Lo mismo ocurre con Marta, quien en los meses posteriores a la triste noticia se distrae de sus distintas etapas de duelo con pequeños dramas que suceden a ella y a su alrededor, a través de los cuales poco a poco comienza a reencontrarse con el mundo: restablecer una amistad con Antonio; llamar la atención de un colega encantadoramente nervioso (Francesco Carril); e intervenir de manera perceptiva y sin prejuicios en los hábitos autodestructivos de dos de sus estudiantes. Es como si la luz del atardecer iluminara repentinamente colores que de otro modo no habría visto en las vistas ordinarias del mundo cotidiano, lo que se observa en el sensible guión, adaptado por Coixet y Enrico Audenino, en pequeños fragmentos de negocios fundamentados que se sienten directamente sacados de la experiencia normal. Los conocedores de cosas reales que rara vez vemos que suceden en las películas disfrutarán, por ejemplo, de la forma en que Marta obtiene los tres cuencos que se convierten en un símbolo de su apetito por la vida (el título del libro de Murgia se traduce como «Tres cuencos: rituales para un año de crisis»), no de una manera profunda y significativa, sino como una recompensa de puntos en la tarjeta de fidelidad de su supermercado local.

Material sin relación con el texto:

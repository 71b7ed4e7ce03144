//! Drawable primitives the layout engines emit each frame. The painter in
//! [`super::render`] only reads them.

use crate::policy::{Effect, NodeKind, TreeMeta, TreeNodeKind};

pub mod palette {
	pub const STATEMENT: &str = "#232f3e";
	pub const ACTION: &str = "#0073bb";
	pub const RESOURCE: &str = "#1d8102";
	pub const PRINCIPAL: &str = "#b7791f";
	pub const ALLOW: &str = "#1d8102";
	pub const DENY: &str = "#d13212";
	pub const UNKNOWN: &str = "#879596";
	pub const CONDITIONS: &str = "#ff9900";
	pub const HIGHLIGHT: &str = "#ff9900";
	pub const ACTION_LEAF: &str = "#e7f3ff";
	pub const RESOURCE_LEAF: &str = "#d4eecd";
	pub const NEUTRAL: &str = "#f2f3f3";
	pub const LINK: &str = "#d5dbdb";
	pub const TEXT: &str = "#232f3e";
	pub const MUTED_TEXT: &str = "#545b64";
	pub const WHITE: &str = "#ffffff";
}

pub fn node_color(kind: NodeKind) -> &'static str {
	match kind {
		NodeKind::Statement => palette::STATEMENT,
		NodeKind::Action => palette::ACTION,
		NodeKind::Resource => palette::RESOURCE,
		NodeKind::Principal => palette::PRINCIPAL,
	}
}

pub fn effect_color(effect: Effect) -> &'static str {
	match effect {
		Effect::Allow => palette::ALLOW,
		Effect::Deny => palette::DENY,
		Effect::Unknown => palette::UNKNOWN,
	}
}

pub fn tree_node_color(kind: TreeNodeKind, meta: &TreeMeta) -> &'static str {
	match (kind, meta) {
		(TreeNodeKind::Root, _) => palette::STATEMENT,
		(TreeNodeKind::Statement, TreeMeta::Statement { effect, .. }) => match effect {
			Effect::Allow => palette::ALLOW,
			_ => palette::DENY,
		},
		(TreeNodeKind::ActionsGroup, _) => palette::ACTION,
		(TreeNodeKind::ResourcesGroup, _) => palette::RESOURCE,
		(TreeNodeKind::Principal, _) => palette::PRINCIPAL,
		(TreeNodeKind::Conditions, _) => palette::CONDITIONS,
		(TreeNodeKind::Action, _) => palette::ACTION_LEAF,
		(TreeNodeKind::Resource, _) => palette::RESOURCE_LEAF,
		_ => palette::NEUTRAL,
	}
}

/// A 2D position, in world or screen space depending on context.
#[derive(Clone, Copy, Debug, Default, PartialEq)]
pub struct Point {
	/// Horizontal coordinate.
	pub x: f64,
	/// Vertical coordinate.
	pub y: f64,
}

impl Point {
	/// Point at `(x, y)`.
	pub const fn new(x: f64, y: f64) -> Self {
		Self { x, y }
	}

	/// Linear interpolation towards `to`; `t = 0` is `self`.
	pub fn lerp(self, to: Point, t: f64) -> Point {
		Point::new(self.x + (to.x - self.x) * t, self.y + (to.y - self.y) * t)
	}

	/// Euclidean distance.
	pub fn distance(self, other: Point) -> f64 {
		(self.x - other.x).hypot(self.y - other.y)
	}
}

#[derive(Clone, Copy, Debug, PartialEq)]
pub struct Stroke {
	pub color: &'static str,
	pub width: f64,
}

#[derive(Clone, Copy, Debug, PartialEq, Eq)]
pub enum TextAlign {
	Start,
	Middle,
	End,
}

#[derive(Clone, Debug, PartialEq)]
pub enum Primitive {
	Circle {
		center: Point,
		radius: f64,
		fill: &'static str,
		stroke: Option<Stroke>,
		opacity: f64,
	},
	/// Soft highlight halo behind an emphasized node.
	Glow {
		center: Point,
		inner: f64,
		outer: f64,
		alpha: f64,
	},
	Line {
		from: Point,
		to: Point,
		stroke: Stroke,
		opacity: f64,
		dash: Option<[f64; 2]>,
	},
	/// Cubic bezier.
	Curve {
		from: Point,
		c1: Point,
		c2: Point,
		to: Point,
		stroke: Stroke,
		opacity: f64,
	},
	/// Ring segment; angles run clockwise from twelve o'clock.
	Arc {
		center: Point,
		inner: f64,
		outer: f64,
		start: f64,
		end: f64,
		fill: &'static str,
		stroke: Option<Stroke>,
		opacity: f64,
	},
	Rect {
		origin: Point,
		width: f64,
		height: f64,
		fill: &'static str,
		stroke: Option<Stroke>,
	},
	Text {
		at: Point,
		text: String,
		size: f64,
		fill: &'static str,
		align: TextAlign,
		bold: bool,
		opacity: f64,
	},
	Tooltip {
		at: Point,
		lines: Vec<String>,
	},
}

impl Primitive {
	pub fn text(at: Point, text: impl Into<String>, size: f64, fill: &'static str) -> Self {
		Self::Text {
			at,
			text: text.into(),
			size,
			fill,
			align: TextAlign::Middle,
			bold: false,
			opacity: 1.0,
		}
	}
}

/// One frame. `world` is drawn under the viewport transform, `overlay` in
/// screen space on top.
#[derive(Clone, Debug, Default, PartialEq)]
pub struct Scene {
	pub world: Vec<Primitive>,
	pub overlay: Vec<Primitive>,
}

impl Scene {
	/// Frame shown when a view has no data.
	pub fn empty_state(width: f64, height: f64, message: &str) -> Self {
		Self {
			world: Vec::new(),
			overlay: vec![Primitive::text(
				Point::new(width / 2.0, height / 2.0),
				message,
				14.0,
				palette::MUTED_TEXT,
			)],
		}
	}

	#[cfg(test)]
	pub fn is_empty(&self) -> bool {
		self.world.is_empty() && self.overlay.is_empty()
	}
}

Hay una agradable charla en ciertas escenas, con personajes que lanzan ingeniosos aforismos en su conversación como «No soy lo suficientemente valiente como para rechazar una invitación de personas que no me agradan». Pero la película es más conmovedora en sus momentos más tranquilos, cuando el adiós más largo y doloroso se suaviza en algo parecido a la aceptación, teñida de gratitud por los momentos que quedan por vivir. La asombrosa habilidad de Rohrwacher para hacer que incluso el momento más internalizado de autorrevelación sea inusualmente interesante de observar rara vez se ha utilizado mejor que en los destellos que a veces tenemos aquí, de una reserva de calma interior tan inmensa que parece que debe extenderse de esta vida a la siguiente.
Eso puede sonar sensiblero y cursi, pero en realidad no debería ser así. Preguntarse, de vez en cuando, cómo pensarán en usted después de su partida es útil e instructivo para el tipo de persona que desea ser mientras esté aquí. En algún momento en el futuro, con suerte no pronto pero sin duda antes de lo que te gustaría, el mundo entero se las arreglará muy bien sin ti, excepto algunas veces. Y es entonces cuando debes esperar haber vivido una vida como la que se celebra con tan silenciosa y absorbente elocuencia en “Three Goodbyes”: una que será recordada con amor.